WINTERPORT (BDN, KTVO) — If cats have nine lives, a kitten definitely used one of his earlier this month in Winterport when he was saved after reportedly being thrown at a school bus from a moving car.
The kitten, dubbed “Hiccup” by the staff at Ridge Runner Veterinary Services in Winterport, was lobbed out of the car somewhere along Monroe Road on the morning of Wednesday, Oct. 3, according to Jen Marlow, a veterinary assistant at the clinic. The children riding on the bus were the ones who noticed the little black and white cat that came out the window of the car.
“The [bus driver] stopped because the kids on the bus were all screaming,” she said. “Thankfully, she stopped in time and picked up the kitten.”
Neither Marlow nor Regional School Unit 22 officials were immediately able to identify the bus driver, although a school employee said that she likely works for John T. Cyr & Sons, the bus company that contracts with the school district. Efforts to speak with the driver or an official from the bus company were not immediately successful. As for the driver of the car, Marlow said she didn’t believe that anyone was able to get a description of the car or a license plate number. Chief Deputy Jason Trundy confirmed Tuesday afternoon that no one had reported the incident to the Waldo County Sheriff’s Office.

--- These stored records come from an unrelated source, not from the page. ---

//! # Core Sync
//!
//! The online half of the offline-first engine.
//!
//! ## Overview
//!
//! - [`repository`]: local-first façade: every read tries the local
//!   mirror before the remote channel, every write lands locally before
//!   it is mirrored out; includes full-library and recent-items
//!   reconciliation
//! - [`playback`]: the playback synchronization service: a single-flight
//!   progress push loop driven by player events
//! - [`network`]: server reachability probing behind the
//!   `NetworkMonitor` seam
//!
//! Remote failures degrade to local-only behavior throughout; they are
//! fatal only when there is no local fallback to serve.

pub mod error;
pub mod network;
pub mod playback;
pub mod repository;

#[cfg(test)]
pub(crate) mod testutil;

pub use error::{Result, SyncError};
pub use network::{ReachabilityConfig, ServerReachability};
pub use playback::{PlaybackSyncConfig, PlaybackSyncService};
pub use repository::{FileSource, MediaRepository, RepositoryConfig};
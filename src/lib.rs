//! Workspace facade crate.
//!
//! Re-exports the member crates so hosts can depend on `offshelf` alone:
//! the metadata store (`core-library`), the content cache (`core-cache`),
//! the local-first repository and playback sync (`core-sync`), runtime
//! infrastructure (`core-runtime`), and the external seams the host must
//! implement (`bridge-traits`).

pub use bridge_traits;
pub use core_cache;
pub use core_library;
pub use core_runtime;
pub use core_sync;
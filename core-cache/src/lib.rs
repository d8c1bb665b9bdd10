//! # Core Cache
//!
//! Selective on-disk caching of media content.
//!
//! ## Overview
//!
//! - [`layout`]: deterministic mapping from (item, file) to disk paths
//! - [`options`]: the closed set of download policies and their stable
//!   string encoding
//! - [`chapters`]: chapter index math and the time-overlap relation
//!   between chapters and files, the basis for every download and
//!   eviction decision
//! - [`manager`]: orchestrates cache runs: resolve requested chapters,
//!   stream the missing files, persist cache flags, evict safely
//! - [`repository`]: local cache facade combining the metadata store
//!   with the on-disk layout (file URIs, disk-verified metadata caching,
//!   size accounting)
//! - [`volumes`]: storage-shape classification for download UIs
//!
//! A cache run moves through `Queued → Caching(0..1) → Completed | Error`
//! and reports state live through a `watch` channel per item id. Failed
//! runs evict everything they touched: a chapter is either fully cached
//! or not cached at all.

pub mod chapters;
pub mod error;
pub mod layout;
pub mod manager;
pub mod options;
pub mod repository;
pub mod state;
pub mod volumes;

pub use error::{CacheError, Result};
pub use layout::{CoverVariant, StorageLayout, COVER_THUMB_WIDTH};
pub use manager::{CachingConfig, ContentCachingManager};
pub use options::DownloadOption;
pub use repository::LocalCacheRepository;
pub use state::CacheState;
pub use volumes::{map_chapters_to_volumes, storage_type, BookStorageType, BookVolume};
//! Player engine seam.
//!
//! The audio engine itself lives in the host. The sync service only needs
//! to know where the playhead is, so the seam is a cheap snapshot getter
//! rather than a full player surface.

/// Instantaneous view of the player state.
#[derive(Debug, Clone, Copy, PartialEq)]
pub struct PlayerSnapshot {
    /// Index into the item's ordered file list.
    pub file_index: usize,
    /// Seconds elapsed within the current file.
    pub position_in_file: f64,
    /// Total duration of the current file in seconds.
    pub file_duration: f64,
    /// Whether playback is currently advancing.
    pub is_playing: bool,
    /// Whether the player has reached the end of the queue.
    pub ended: bool,
}

/// Source of player snapshots.
pub trait PlayerHandle: Send + Sync {
    /// Current snapshot, or `None` when nothing is prepared.
    fn snapshot(&self) -> Option<PlayerSnapshot>;
}
//! Cache storage layout.
//!
//! Pure mapping from (item id, file id) to on-disk locations. The only
//! I/O is directory creation when the root is resolved; everything else
//! is deterministic path math, so concurrent runs for different items
//! can never collide on disk.

use crate::error::{CacheError, Result};
use std::fs;
use std::path::{Path, PathBuf};
use tracing::{debug, warn};

const MEDIA_CACHE_FOLDER: &str = "media_cache";
const COVER_RAW_NAME: &str = "cover_raw.img";
const COVER_THUMB_NAME: &str = "cover_thumb.img";

/// Width requested for the thumbnail cover variant.
pub const COVER_THUMB_WIDTH: u32 = 300;

/// Cover variant stored alongside an item's media files.
#[derive(Debug, Clone, Copy, PartialEq, Eq)]
pub enum CoverVariant {
    /// Full-resolution cover.
    Raw,
    /// Downscaled cover for list views.
    Thumb,
}

/// Resolved cache root plus the path scheme below it.
#[derive(Debug, Clone)]
pub struct StorageLayout {
    base: PathBuf,
}

impl StorageLayout {
    /// Resolve the cache root, preferring `preferred` (an app-external
    /// storage area) and falling back to the platform-local data
    /// directory when it is missing or not writable.
    pub fn resolve(preferred: Option<PathBuf>) -> Result<Self> {
        if let Some(root) = preferred {
            let base = root.join(MEDIA_CACHE_FOLDER);
            if is_usable(&base) {
                debug!(base = %base.display(), "using preferred cache root");
                return Ok(Self { base });
            }
            warn!(root = %root.display(), "preferred cache root not writable, falling back");
        }

        let dirs = directories::ProjectDirs::from("", "", "offshelf")
            .ok_or(CacheError::NoWritableRoot)?;
        let base = dirs.data_local_dir().join(MEDIA_CACHE_FOLDER);
        match is_usable(&base) {
            true => Ok(Self { base }),
            false => Err(CacheError::NoWritableRoot),
        }
    }

    /// Use an explicit base directory (tests, embedded hosts).
    pub fn with_base(base: impl Into<PathBuf>) -> Result<Self> {
        let base = base.into();
        match is_usable(&base) {
            true => Ok(Self { base }),
            false => Err(CacheError::NoWritableRoot),
        }
    }

    pub fn base(&self) -> &Path {
        &self.base
    }

    /// Directory owning everything cached for one item.
    pub fn item_root(&self, item_id: &str) -> PathBuf {
        self.base.join(item_id)
    }

    /// On-disk location of one media file of an item.
    pub fn media_path(&self, item_id: &str, file_id: &str) -> PathBuf {
        self.item_root(item_id).join(file_id)
    }

    pub fn cover_path(&self, item_id: &str, variant: CoverVariant) -> PathBuf {
        let name = match variant {
            CoverVariant::Raw => COVER_RAW_NAME,
            CoverVariant::Thumb => COVER_THUMB_NAME,
        };
        self.item_root(item_id).join(name)
    }
}

fn is_usable(base: &Path) -> bool {
    if fs::create_dir_all(base).is_err() {
        return false;
    }
    fs::metadata(base)
        .map(|meta| !meta.permissions().readonly())
        .unwrap_or(false)
}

According to Marlow, the bus driver brought the kitten to the bus depot, and then a coworker brought it to the Rachel and Shannan Grooming Salon on Main Street in Winterport, a business whose owners often help to rescue cats. After that, Hiccup made his way to the veterinary clinic, where it was immediately apparent he was in bad shape.
“He was pretty emaciated,” Marlow said, adding that Hiccup had road rash on his chin and nose, too. “Poor buddy. He was covered in fleas and full of worms.”
An X-ray showed that the kitten, estimated to be roughly 9 weeks old, had another problem — a badly broken leg.
At first, it seemed as if the leg couldn’t be saved, which is why staff named him “Hiccup,” after a character in the movie “How to Train Your Dragon” who had an amputated leg. But then a doctor at the Lucerne Veterinary Hospital in Dedham heard about the kitten and wanted to help. Hiccup had an evaluation at the hospital, but medical officials there decided that it would be better for the cat to try to keep him still and let the leg heal on its own.
“Between the pros and the cons of surgery and the risk of anesthesia, they elected to let it heal,” Tanya Stiles, the hospital manager at the Lucerne Veterinary Hospital, said Wednesday.
So far, Hiccup’s leg seems to be doing well, Marlow said.
“As long as he remains immobile, it’s healing OK,” she said.
Another positive change in Hiccup’s life is the fact that he has a brand-new family. Marlow sent her sister a video of the kitten purring and kneading his blanket, and she decided to take him in immediately.
“He’s the sweetest little ball of love, it’s ridiculous,” Marlow said. “I’m surprised that after someone treated him so badly that he’s still so loveable. All he wanted was to be picked up.”
Employees at the veterinary clinic are used to having people just drop off unwanted animals there, perhaps in the mistaken belief that they can find homes for those animals.
“That’s sadly not the case,” Marlow said. “Still, it just breaks my heart that someone would just throw him out of a window. I don’t understand how someone could do something like that. It was very hard for all of us here to wrap our heads around someone thinking that this would be a good idea.”
She is delighted that Hiccup has landed on his feet, all four of them.
“He definitely got the short end of the stick at first,” she said. “Now, he has a very loving mom and dad that adore him and are very happy to have him.”
And she is grateful that an online fundraising campaign launched by the veterinary clinic to help defray the costs for Hiccup’s care and aftercare had raised more than $650 by late Tuesday afternoon. That, and the fact that so many people jumped in to help Hiccup, help a bit to make up for the actions of the person in the car, she said.
“There are good people,” Marlow said. “He’s in a safer place now. He will have a happier life.”